Pick up any national newspaper at random. Open to any page at random. Close your eyes and poke at the paper with your index finger. Now, open your eyes. I bet you a jumbo roll of Reynolds aluminum foil that you'll be pointing at an article based on a government leaks.
Every day on the news, there's a new story from a battlefield colonel or general who contradicts the administration's line that we have sufficient manpower over there. Every single day. These don't even qualify as leaks - these are people who publicly refuse to toe the line. Why can't the government control them on the single biggest issue facing it?
It is always a waste of time arguing with moonbats and foil hatters. But you really have to possess a total ignorance of how the media works to believe in any massive government conspiracies. There have been so many hugely harmful leaks to the press in the UK and the US regarding the Iraq war that I can't believe you really believe the nonsense you're spewing. If the government can't keep its own senior administration officials in line, it goddamn well can't keep Pennsylvania farmers in line. Grow up. You're choosing to believe garbage. You're choosing to fill your head with garbage. My only question is: Why?
You seem to be one of those people who believe that clean government can only occur if the "right" people get into office. But government honesty (or dishonesty) is not a function of the goodness of those in office. It is a function of institutions like the press. It is a function of the inevitable bureaucratic infighting and turf wars, which is one of the big reasons officials are constantly ratting each other out to the press. There are no mechanisms in place that would allow government "agents" to "order" farmers to keep quiet about plane wreckage, or to prevent leaks to the press. The evidence is overwhelming. You are simply choosing to ignore it. That's pathetic.
Oh, and yes. I am a government agent paid to keep you quiet. So watch your step, sparky, or I'm comin' to git ya!!!
PS: I planted bugs in your bedroom ceiling.
dhex | June 14, 2005, 5:20pm | #
"My only question is: Why?"
well...sometimes shit don't add up. everyone here has at least some of that taste in their mouth - the bitter, battery-acid backwash - every time they watch some fuckhead in a suit stand before an american flag and spout non-sequitors.
at least in my experience with a certain circle of friends...i think some of it is a need to place an understanding on the mechanics of the world - i.e. someone somewhere is in control. some of it is a very late interest in politics (mid 20s and onward) which missed out on some of the more obvious lessons of power.

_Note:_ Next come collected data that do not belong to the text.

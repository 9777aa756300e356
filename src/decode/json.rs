// Copyright (c) 2025 ADBC Drivers Contributors
//
// Licensed under the Apache License, Version 2.0 (the "License");
// you may not use this file except in compliance with the License.
// You may obtain a copy of the License at
//
//     http://www.apache.org/licenses/LICENSE-2.0
//
// Unless required by applicable law or agreed to in writing, software
// distributed under the License is distributed on an "AS IS" BASIS,
// WITHOUT WARRANTIES OR CONDITIONS OF ANY KIND, either express or implied.
// See the License for the specific language governing permissions and
// limitations under the License.

//! Row-text (JSON) result decoding.
//!
//! Chunk bodies are a comma-separated run of JSON arrays without the
//! enclosing brackets, e.g. `["1","a"],["2",null]`. Every field is either
//! `null` or a string; structured columns carry their JSON document as that
//! string.

use crate::decode::scalar::{decode_text, DecodeOptions};
use crate::decode::structured::decode_json_text;
use crate::decode::FormatDecoder;
use crate::error::{Result, SnowflakeErrorHelper};
use crate::types::chunk::RawChunkBytes;
use crate::types::response::{ExecResponse, ResultFormat};
use crate::types::schema::ResultSchemaRef;
use crate::value::{Row, Value};
use tracing::trace;

/// Decodes JSON rowsets into [`Row`]s.
#[derive(Debug, Clone)]
pub struct JsonRowDecoder {
    schema: ResultSchemaRef,
    options: DecodeOptions,
}

impl JsonRowDecoder {
    pub fn new(schema: ResultSchemaRef, options: DecodeOptions) -> Self {
        Self { schema, options }
    }

    /// Decode rows whose fields are already split into optional strings.
    pub fn decode_rows(&self, rows: &[Vec<Option<String>>]) -> Result<Vec<Row>> {
        rows.iter()
            .enumerate()
            .map(|(index, fields)| self.decode_row(index, fields))
            .collect()
    }

    fn decode_row(&self, index: usize, fields: &[Option<String>]) -> Result<Row> {
        if fields.len() != self.schema.len() {
            return Err(SnowflakeErrorHelper::decode().message(format!(
                "row {} has {} fields, expected {}",
                index,
                fields.len(),
                self.schema.len()
            )));
        }

        let values = fields
            .iter()
            .zip(self.schema.columns())
            .map(|(field, column)| {
                let ty = &column.column_type;
                let value = match field {
                    None => Ok(Value::Null),
                    Some(text) if ty.is_structured() => decode_json_text(text, ty, &self.options),
                    Some(text) => decode_text(ty, text, &self.options),
                };
                value.map_err(|e| {
                    SnowflakeErrorHelper::decode().message(format!(
                        "column {} of row {}: {}",
                        column.name,
                        index,
                        e.message()
                    ))
                })
            })
            .collect::<Result<Vec<_>>>()?;

        Ok(Row::new(values))
    }
}

/// Wrap a bracketless chunk body into a JSON array and split it into fields.
pub(crate) fn parse_chunk_body(body: &[u8]) -> Result<Vec<Vec<Option<String>>>> {
    let mut wrapped = Vec::with_capacity(body.len() + 2);
    wrapped.push(b'[');
    wrapped.extend_from_slice(body);
    wrapped.push(b']');

    serde_json::from_slice(&wrapped).map_err(|e| {
        SnowflakeErrorHelper::decode().message(format!("malformed JSON chunk: {}", e))
    })
}

impl FormatDecoder for JsonRowDecoder {
    fn format(&self) -> ResultFormat {
        ResultFormat::Json
    }

    fn decode_chunk(&self, raw: &RawChunkBytes) -> Result<Vec<Row>> {
        let rows = parse_chunk_body(&raw.bytes).map_err(|e| e.with_chunk(raw.ordinal))?;
        trace!("Chunk {}: parsed {} JSON rows", raw.ordinal, rows.len());
        self.decode_rows(&rows).map_err(|e| e.with_chunk(raw.ordinal))
    }

    fn decode_inline(&self, response: &ExecResponse) -> Result<Vec<Row>> {
        self.decode_rows(&response.rowset)
    }
}
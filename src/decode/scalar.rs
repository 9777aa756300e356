// Copyright (c) 2025 ADBC Drivers Contributors
//
// Licensed under the Apache License, Version 2.0 (the "License");
// you may not use this file except in compliance with the License.
// You may obtain a copy of the License at
//
//     http://www.apache.org/licenses/LICENSE-2.0
//
// Unless required by applicable law or agreed to in writing, software
// distributed under the License is distributed on an "AS IS" BASIS,
// WITHOUT WARRANTIES OR CONDITIONS OF ANY KIND, either express or implied.
// See the License for the specific language governing permissions and
// limitations under the License.

//! Scalar conversion rules shared by the JSON and Arrow decoders.
//!
//! Text forms (JSON rowsets and leaves of structured JSON payloads):
//!
//! | Type | Accepted text |
//! |------|---------------|
//! | FIXED | decimal literal, optional exponent |
//! | REAL | float literal, `inf`, `-inf`, `NaN` |
//! | BOOLEAN | `1`, `0`, `true`, `false` |
//! | DATE | days since epoch, or `YYYY-MM-DD` |
//! | TIME | `seconds.fraction`, or `HH:MM:SS[.f]` |
//! | TIMESTAMP_NTZ / LTZ | `seconds.fraction`, or `YYYY-MM-DD[ T]HH:MM:SS[.f]` |
//! | TIMESTAMP_TZ | `seconds.fraction offset` (offset = minutes + 1440), or ISO with `±HH:MM` |
//! | BINARY | hex |
//!
//! FIXED values always go through the unscaled integer first so both wire
//! formats land on the same [`Value`]: scale 0 within `i64` is `Int`;
//! anything else is `Float` unless higher precision is on, in which case it
//! is `BigInt` or `Decimal`.

use crate::decode::datetime::OutputFormats;
use crate::error::{Result, SnowflakeErrorHelper};
use crate::types::schema::{ColumnType, TypeKind};
use crate::value::Value;
use chrono::{DateTime, FixedOffset, NaiveDate, NaiveDateTime, NaiveTime, Utc};
use num_bigint::BigInt;
use std::sync::Arc;

const NANOS_PER_SEC: i64 = 1_000_000_000;
/// TIMESTAMP_TZ offsets are encoded as minutes east of UTC plus this bias.
pub(crate) const TZ_OFFSET_BIAS_MINUTES: i64 = 1440;

/// Options threaded through every leaf decode.
#[derive(Debug, Clone, Default, PartialEq, Eq)]
pub struct DecodeOptions {
    /// Decode FIXED values exactly (`BigInt` / `Decimal`) instead of as `f64`.
    pub higher_precision: bool,
    /// Session output formats for formatted temporal text.
    pub formats: Arc<OutputFormats>,
}

impl DecodeOptions {
    fn pattern(&self, kind: TypeKind) -> Option<&str> {
        self.formats.pattern(kind)
    }
}

fn decode_error(kind: TypeKind, text: &str) -> crate::error::Error {
    SnowflakeErrorHelper::decode().message(format!("cannot decode '{}' as {}", text, kind))
}

/// Decode the textual form of a scalar column.
pub fn decode_text(column_type: &ColumnType, text: &str, options: &DecodeOptions) -> Result<Value> {
    let kind = column_type.kind;
    match kind {
        TypeKind::Fixed => {
            let unscaled = parse_fixed(text, column_type.scale)?;
            Ok(fixed_value(unscaled, column_type.scale, options))
        }
        TypeKind::Real => text
            .trim()
            .parse::<f64>()
            .map(Value::Float)
            .map_err(|_| decode_error(kind, text)),
        TypeKind::Boolean => match text.trim().to_ascii_lowercase().as_str() {
            "1" | "true" => Ok(Value::Bool(true)),
            "0" | "false" => Ok(Value::Bool(false)),
            _ => Err(decode_error(kind, text)),
        },
        TypeKind::Date => parse_date(text, options.pattern(kind)).map(Value::Date),
        TypeKind::Time => parse_time(text, options.pattern(kind)).map(Value::Time),
        TypeKind::TimestampNtz => parse_ntz(text, options.pattern(kind)).map(Value::TimestampNtz),
        TypeKind::TimestampLtz => parse_ltz(text, options.pattern(kind)).map(Value::TimestampLtz),
        TypeKind::TimestampTz => parse_tz(text, options.pattern(kind)).map(Value::TimestampTz),
        TypeKind::Binary => hex::decode(text.trim())
            .map(Value::Binary)
            .map_err(|_| decode_error(kind, text)),
        TypeKind::Text | TypeKind::Variant | TypeKind::Object | TypeKind::Array | TypeKind::Map => {
            Ok(Value::Text(text.to_string()))
        }
    }
}

/// Map an unscaled FIXED integer to its value.
pub(crate) fn fixed_value(unscaled: BigInt, scale: u32, options: &DecodeOptions) -> Value {
    if scale == 0 {
        if let Ok(v) = i64::try_from(&unscaled) {
            return Value::Int(v);
        }
        if options.higher_precision {
            return Value::BigInt(unscaled);
        }
    } else if options.higher_precision {
        return Value::Decimal { unscaled, scale };
    }

    // Lossy path: go through the canonical decimal text so both formats round identically.
    let text = format_decimal(&unscaled, scale);
    Value::Float(text.parse::<f64>().unwrap_or(f64::NAN))
}

/// Render `unscaled * 10^-scale` with exactly `scale` fraction digits.
pub fn format_decimal(unscaled: &BigInt, scale: u32) -> String {
    let digits = unscaled.magnitude().to_string();
    let negative = unscaled.sign() == num_bigint::Sign::Minus;
    let scale = scale as usize;

    let mut out = String::with_capacity(digits.len() + scale + 2);
    if negative {
        out.push('-');
    }
    if scale == 0 {
        out.push_str(&digits);
        return out;
    }
    if digits.len() <= scale {
        out.push_str("0.");
        out.extend(std::iter::repeat('0').take(scale - digits.len()));
        out.push_str(&digits);
    } else {
        let (int_part, frac_part) = digits.split_at(digits.len() - scale);
        out.push_str(int_part);
        out.push('.');
        out.push_str(frac_part);
    }
    out
}

/// Parse a decimal literal into its unscaled integer at `scale`.
///
/// Fails when the literal carries non-zero digits beyond `scale`.
pub(crate) fn parse_fixed(text: &str, scale: u32) -> Result<BigInt> {
    let err = || decode_error(TypeKind::Fixed, text);
    let trimmed = text.trim();
    let (negative, body) = match trimmed.as_bytes().first() {
        Some(b'-') => (true, &trimmed[1..]),
        Some(b'+') => (false, &trimmed[1..]),
        _ => (false, trimmed),
    };

    let (mantissa, exponent) = match body.find(['e', 'E']) {
        Some(pos) => {
            let exp: i64 = body[pos + 1..].parse().map_err(|_| err())?;
            (&body[..pos], exp)
        }
        None => (body, 0),
    };
    let (int_part, frac_part) = mantissa.split_once('.').unwrap_or((mantissa, ""));
    if int_part.is_empty() && frac_part.is_empty() {
        return Err(err());
    }
    if !int_part
        .bytes()
        .chain(frac_part.bytes())
        .all(|b| b.is_ascii_digit())
    {
        return Err(err());
    }

    let mut digits = format!("{}{}", int_part, frac_part);
    // Number of digits after the decimal point once the exponent is applied.
    let frac_len = i64::try_from(frac_part.len())
        .ok()
        .and_then(|len| len.checked_sub(exponent))
        .ok_or_else(err)?;
    let scale = i64::from(scale);
    if frac_len <= scale {
        let pad = scale
            .checked_sub(frac_len)
            .and_then(|pad| usize::try_from(pad).ok())
            .ok_or_else(err)?;
        if pad > 4096 {
            return Err(err());
        }
        digits.extend(std::iter::repeat('0').take(pad));
    } else {
        let excess = frac_len
            .checked_sub(scale)
            .and_then(|excess| usize::try_from(excess).ok())
            .ok_or_else(err)?;
        if excess > digits.len() {
            if digits.bytes().any(|b| b != b'0') {
                return Err(err());
            }
            digits = "0".to_string();
        } else {
            let (kept, dropped) = digits.split_at(digits.len() - excess);
            if dropped.bytes().any(|b| b != b'0') {
                return Err(err());
            }
            digits = if kept.is_empty() { "0".to_string() } else { kept.to_string() };
        }
    }

    let magnitude = BigInt::parse_bytes(digits.as_bytes(), 10).ok_or_else(err)?;
    Ok(if negative { -magnitude } else { magnitude })
}

/// True for `[-]digits[.digits]`, the epoch encodings of temporal types.
fn is_epoch_form(text: &str) -> bool {
    let body = text.strip_prefix('-').unwrap_or(text);
    !body.is_empty() && body.bytes().all(|b| b.is_ascii_digit() || b == b'.')
}

/// Parse `[-]seconds[.fraction]` into whole seconds and non-negative nanos.
pub(crate) fn parse_epoch(text: &str) -> Option<(i64, u32)> {
    let (negative, body) = match text.strip_prefix('-') {
        Some(rest) => (true, rest),
        None => (false, text),
    };
    let (int_part, frac_part) = body.split_once('.').unwrap_or((body, ""));
    let secs: i64 = if int_part.is_empty() { 0 } else { int_part.parse().ok()? };
    if frac_part.len() > 9 || !frac_part.bytes().all(|b| b.is_ascii_digit()) {
        return None;
    }
    let nanos: i64 = if frac_part.is_empty() {
        0
    } else {
        format!("{:0<9}", frac_part).parse().ok()?
    };

    if !negative {
        return Some((secs, nanos as u32));
    }
    if nanos == 0 {
        Some((-secs, 0))
    } else {
        Some((-secs - 1, (NANOS_PER_SEC - nanos) as u32))
    }
}

/// Split a value scaled by `10^scale` into seconds and nanos.
pub(crate) fn split_scaled(value: i64, scale: u32) -> Result<(i64, u32)> {
    if scale > 9 {
        return Err(SnowflakeErrorHelper::decode()
            .message(format!("unsupported fractional scale {}", scale)));
    }
    let divisor = 10i64.pow(scale);
    let secs = value.div_euclid(divisor);
    let frac = value.rem_euclid(divisor);
    Ok((secs, (frac * 10i64.pow(9 - scale)) as u32))
}

pub(crate) fn date_from_days(days: i64) -> Result<NaiveDate> {
    days.checked_mul(86_400)
        .and_then(|secs| DateTime::from_timestamp(secs, 0))
        .map(|dt| dt.date_naive())
        .ok_or_else(|| {
            SnowflakeErrorHelper::decode().message(format!("date out of range: {} days", days))
        })
}

pub(crate) fn time_from_parts(secs: i64, nanos: u32) -> Result<NaiveTime> {
    u32::try_from(secs)
        .ok()
        .and_then(|s| NaiveTime::from_num_seconds_from_midnight_opt(s, nanos))
        .ok_or_else(|| {
            SnowflakeErrorHelper::decode().message(format!("time out of range: {}s", secs))
        })
}

pub(crate) fn instant_from_parts(secs: i64, nanos: u32) -> Result<DateTime<Utc>> {
    DateTime::from_timestamp(secs, nanos).ok_or_else(|| {
        SnowflakeErrorHelper::decode().message(format!("timestamp out of range: {}s", secs))
    })
}

pub(crate) fn offset_from_encoded(encoded: i64) -> Result<FixedOffset> {
    encoded
        .checked_sub(TZ_OFFSET_BIAS_MINUTES)
        .and_then(|minutes| minutes.checked_mul(60))
        .and_then(|secs| i32::try_from(secs).ok())
        .and_then(FixedOffset::east_opt)
        .ok_or_else(|| {
            SnowflakeErrorHelper::decode().message(format!("invalid timezone offset {}", encoded))
        })
}

pub(crate) fn tz_from_parts(secs: i64, nanos: u32, encoded_offset: i64) -> Result<DateTime<FixedOffset>> {
    let offset = offset_from_encoded(encoded_offset)?;
    Ok(instant_from_parts(secs, nanos)?.with_timezone(&offset))
}

fn parse_date(text: &str, pattern: Option<&str>) -> Result<NaiveDate> {
    let t = text.trim();
    if is_epoch_form(t) && !t.contains('.') {
        let days: i64 = t.parse().map_err(|_| decode_error(TypeKind::Date, text))?;
        return date_from_days(days);
    }
    pattern
        .and_then(|p| NaiveDate::parse_from_str(t, p).ok())
        .or_else(|| NaiveDate::parse_from_str(t, "%Y-%m-%d").ok())
        .ok_or_else(|| decode_error(TypeKind::Date, text))
}

fn parse_time(text: &str, pattern: Option<&str>) -> Result<NaiveTime> {
    let t = text.trim();
    if is_epoch_form(t) {
        let (secs, nanos) = parse_epoch(t).ok_or_else(|| decode_error(TypeKind::Time, text))?;
        return time_from_parts(secs, nanos);
    }
    pattern
        .and_then(|p| NaiveTime::parse_from_str(t, p).ok())
        .or_else(|| NaiveTime::parse_from_str(t, "%H:%M:%S%.f").ok())
        .ok_or_else(|| decode_error(TypeKind::Time, text))
}

fn parse_naive(t: &str, pattern: Option<&str>) -> Option<NaiveDateTime> {
    pattern
        .into_iter()
        .chain(["%Y-%m-%d %H:%M:%S%.f", "%Y-%m-%dT%H:%M:%S%.f"])
        .find_map(|fmt| NaiveDateTime::parse_from_str(t, fmt).ok())
}

fn parse_ntz(text: &str, pattern: Option<&str>) -> Result<NaiveDateTime> {
    let t = text.trim();
    if is_epoch_form(t) {
        let (secs, nanos) =
            parse_epoch(t).ok_or_else(|| decode_error(TypeKind::TimestampNtz, text))?;
        return Ok(instant_from_parts(secs, nanos)?.naive_utc());
    }
    parse_naive(t, pattern).ok_or_else(|| decode_error(TypeKind::TimestampNtz, text))
}

fn parse_ltz(text: &str, pattern: Option<&str>) -> Result<DateTime<Utc>> {
    let t = text.trim();
    if is_epoch_form(t) {
        let (secs, nanos) =
            parse_epoch(t).ok_or_else(|| decode_error(TypeKind::TimestampLtz, text))?;
        return instant_from_parts(secs, nanos);
    }
    // An explicit offset wins; wall-clock text is taken as UTC.
    pattern
        .and_then(|p| DateTime::parse_from_str(t, p).ok())
        .or_else(|| parse_iso_tz(t))
        .map(|dt| dt.with_timezone(&Utc))
        .or_else(|| parse_naive(t, pattern).map(|naive| naive.and_utc()))
        .ok_or_else(|| decode_error(TypeKind::TimestampLtz, text))
}

fn parse_tz(text: &str, pattern: Option<&str>) -> Result<DateTime<FixedOffset>> {
    let t = text.trim();
    if let Some((epoch, offset)) = t.split_once(' ') {
        if is_epoch_form(epoch) && offset.bytes().all(|b| b.is_ascii_digit()) {
            let (secs, nanos) =
                parse_epoch(epoch).ok_or_else(|| decode_error(TypeKind::TimestampTz, text))?;
            let encoded: i64 = offset
                .parse()
                .map_err(|_| decode_error(TypeKind::TimestampTz, text))?;
            return tz_from_parts(secs, nanos, encoded);
        }
    }
    pattern
        .and_then(|p| DateTime::parse_from_str(t, p).ok())
        .or_else(|| parse_iso_tz(t))
        .ok_or_else(|| decode_error(TypeKind::TimestampTz, text))
}

fn parse_iso_tz(text: &str) -> Option<DateTime<FixedOffset>> {
    [
        "%Y-%m-%d %H:%M:%S%.f %:z",
        "%Y-%m-%d %H:%M:%S%.f %z",
        "%Y-%m-%d %H:%M:%S%.f%:z",
        "%Y-%m-%dT%H:%M:%S%.f%:z",
    ]
    .iter()
    .find_map(|fmt| DateTime::parse_from_str(text, fmt).ok())
    .or_else(|| DateTime::parse_from_rfc3339(text).ok())
}
impl<T: Send + 'static> PrefetchScheduler<T> {
    /// Create a scheduler. Nothing is fetched until [`start`](Self::start).
    ///
    /// A `prefetch_limit` of zero is treated as one.
    pub fn new(
        manifest: Arc<ChunkManifest>,
        fetcher: Arc<dyn ChunkFetcher>,
        processor: Arc<dyn ChunkProcessor<T>>,
        prefetch_limit: usize,
        chunk_ready_timeout: Option<Duration>,
        cancel_token: CancellationToken,
        runtime_handle: Handle,
    ) -> Self {
        Self {
            manifest,
            fetcher,
            processor,
            prefetch_limit: prefetch_limit.max(1),
            chunk_ready_timeout,
            shared: Arc::new(Shared {
                state: Mutex::new(SchedulerState {
                    completed: BTreeMap::new(),
                    next_expected: 0,
                    next_to_launch: 0,
                    in_flight: 0,
                    closed: false,
                    launched: 0,
                    peak_resident: 0,
                }),
                chunk_ready: Notify::new(),
            }),
            tasks: Mutex::new(JoinSet::new()),
            cancel_token,
            runtime_handle,
        }
    }

    /// Launch the first window of fetches.
    pub fn start(&self) {
        debug!(
            "Starting prefetch of {} chunks with limit {}",
            self.manifest.len(),
            self.prefetch_limit
        );
        self.launch_available();
    }

    /// Wait for the next chunk in manifest order.
    ///
    /// Returns `Ok(None)` once every chunk has been released or the
    /// scheduler has been shut down.
    pub async fn next_chunk(&self) -> Result<Option<T>> {
        loop {
            if self.cancel_token.is_cancelled() {
                return Err(SnowflakeErrorHelper::cancelled().message("result stream cancelled"));
            }

            let ordinal = {
                let mut state = self.lock_state()?;
                if state.closed {
                    return Ok(None);
                }

                let ordinal = state.next_expected;
                if ordinal >= self.manifest.len() {
                    debug!("End of stream reached at chunk {}", ordinal);
                    return Ok(None);
                }

                if let Some(result) = state.completed.remove(&ordinal) {
                    state.next_expected += 1;
                    let (in_flight, buffered) = (state.in_flight, state.completed.len());
                    drop(state);

                    debug!(
                        "Released chunk {}: in_flight={}, buffered={}, limit={}",
                        ordinal, in_flight, buffered, self.prefetch_limit
                    );

                    self.reap_finished();
                    self.launch_available();
                    return result.map(Some).map_err(|e| e.with_chunk(ordinal));
                }
                ordinal
            };

            let timeout = async {
                match self.chunk_ready_timeout {
                    Some(timeout) => tokio::time::sleep(timeout).await,
                    None => std::future::pending().await,
                }
            };

            tokio::select! {
                biased;
                _ = self.cancel_token.cancelled() => {
                    return Err(SnowflakeErrorHelper::cancelled().message("result stream cancelled"));
                }
                _ = self.shared.chunk_ready.notified() => {
                    // A chunk settled, loop to check
                }
                _ = timeout => {
                    debug!("Timeout waiting for chunk {}, continuing...", ordinal);
                }
            }
        }
    }

    pub fn stats(&self) -> SchedulerStats {
        let state = self.shared.lock_relaxed();
        SchedulerStats {
            launched: state.launched,
            in_flight: state.in_flight,
            buffered: state.completed.len(),
            peak_resident: state.peak_resident,
        }
    }

    /// Cancel all pending operations.
    pub fn cancel(&self) {
        debug!("Cancelling prefetch scheduler");
        self.cancel_token.cancel();
        self.shared.chunk_ready.notify_one();
    }

    pub fn cancellation_token(&self) -> CancellationToken {
        self.cancel_token.clone()
    }

    /// Cancel, drop buffered chunks and wait for every task to stop.
    ///
    /// Safe to call more than once.
    pub async fn shutdown(&self) {
        {
            let mut state = self.shared.lock_relaxed();
            state.closed = true;
            state.completed.clear();
        }
        self.cancel();

        let mut tasks = {
            let mut guard = match self.tasks.lock() {
                Ok(guard) => guard,
                Err(poisoned) => poisoned.into_inner(),
            };
            std::mem::take(&mut *guard)
        };
        tasks.abort_all();
        while tasks.join_next().await.is_some() {}

        let mut state = self.shared.lock_relaxed();
        state.in_flight = 0;
        state.completed.clear();
        debug!(
            "Prefetch scheduler shut down after launching {} of {} chunks",
            state.launched,
            self.manifest.len()
        );
    }

    // --- Internal methods ---

    fn lock_state(&self) -> Result<MutexGuard<'_, SchedulerState<T>>> {
        self.shared.state.lock().map_err(|_| {
            SnowflakeErrorHelper::invalid_state().message("prefetch scheduler state is poisoned")
        })
    }

    /// Drop handles of tasks that already finished.
    fn reap_finished(&self) {
        if let Ok(mut tasks) = self.tasks.lock() {
            while tasks.try_join_next().is_some() {}
        }
    }

    /// Spawn fetch tasks while the residency window has room.
    fn launch_available(&self) {
        let ordinals: Vec<usize> = {
            let mut state = self.shared.lock_relaxed();
            let mut ordinals = Vec::new();
            if state.closed || self.cancel_token.is_cancelled() {
                return;
            }
            while state.next_to_launch < self.manifest.len()
                && state.resident() < self.prefetch_limit
            {
                ordinals.push(state.next_to_launch);
                state.next_to_launch += 1;
                state.in_flight += 1;
                state.launched += 1;
                state.peak_resident = state.peak_resident.max(state.resident());
            }
            if !ordinals.is_empty() {
                debug!(
                    "Scheduling chunks {:?}: in_flight={}, buffered={}, limit={}",
                    ordinals,
                    state.in_flight,
                    state.completed.len(),
                    self.prefetch_limit
                );
            }
            ordinals
        };

        let mut tasks = match self.tasks.lock() {
            Ok(guard) => guard,
            Err(poisoned) => poisoned.into_inner(),
        };
        for ordinal in ordinals {
            let descriptor = self.manifest.get(ordinal).cloned();
            let fetcher = Arc::clone(&self.fetcher);
            let processor = Arc::clone(&self.processor);
            let shared = Arc::clone(&self.shared);
            let cancel_token = self.cancel_token.clone();

            tasks.spawn_on(
                async move {
                    let result = match descriptor {
                        Some(descriptor) => {
                            match fetcher.fetch(&descriptor, &cancel_token).await {
                                Ok(raw) => processor.process(raw),
                                Err(e) => Err(e),
                            }
                        }
                        None => Err(SnowflakeErrorHelper::invalid_state()
                            .message("chunk missing from manifest")),
                    }
                    .map_err(|e: Error| e.with_chunk(ordinal));

                    match &result {
                        Ok(_) => debug!("Chunk {} ready", ordinal),
                        Err(e) if e.is_cancelled() => debug!("Chunk {} cancelled", ordinal),
                        Err(e) => error!("Failed to load chunk {}: {}", ordinal, e),
                    }

                    {
                        let mut state = shared.lock_relaxed();
                        state.in_flight = state.in_flight.saturating_sub(1);
                        if !state.closed {
                            state.completed.insert(ordinal, result);
                        }
                    }
                    shared.chunk_ready.notify_one();
                },
                &self.runtime_handle,
            );
        }
    }
}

some of it is cynicism, and some of it is a desire to place themselves above others - "we may be all fucked, everything's fucked, but at least we're not deluded like they are."
plus it gives a convenient excuse regarding why they don't get involved on a more physical level - volunteerism, helping the needy, political drives, local politics, etc - because it's all fucked a priori.
and some of it is a lack of any viable third choices regarding politics.
i will give my crew credit (outside of being wonderful people whom i happen to disagree with on 70% of our political discourses) for being the only people in new york city who didn't tell me the war was my fault for not voting or give me some sort of "oh, so you're one of those aids-laden baby rapers, eh?" look.
i mean, it was some sort of david icke influenced nazi illuminati thing, but still.
Joel Prusi | June 14, 2005, 8:21pm | #
David:
I'm pretty sure the engineers, when designing the World Trade Center, considered not only the impact of an airplane crash, but the intensity of the fire such an impact would cause. Has the content of aviation fuel changed in the last thirty to forty years? Does asking this question make me a conspiracy nut?
Blaming George Bush and our government may be nutty, but having doubts about the WTC collapse is not.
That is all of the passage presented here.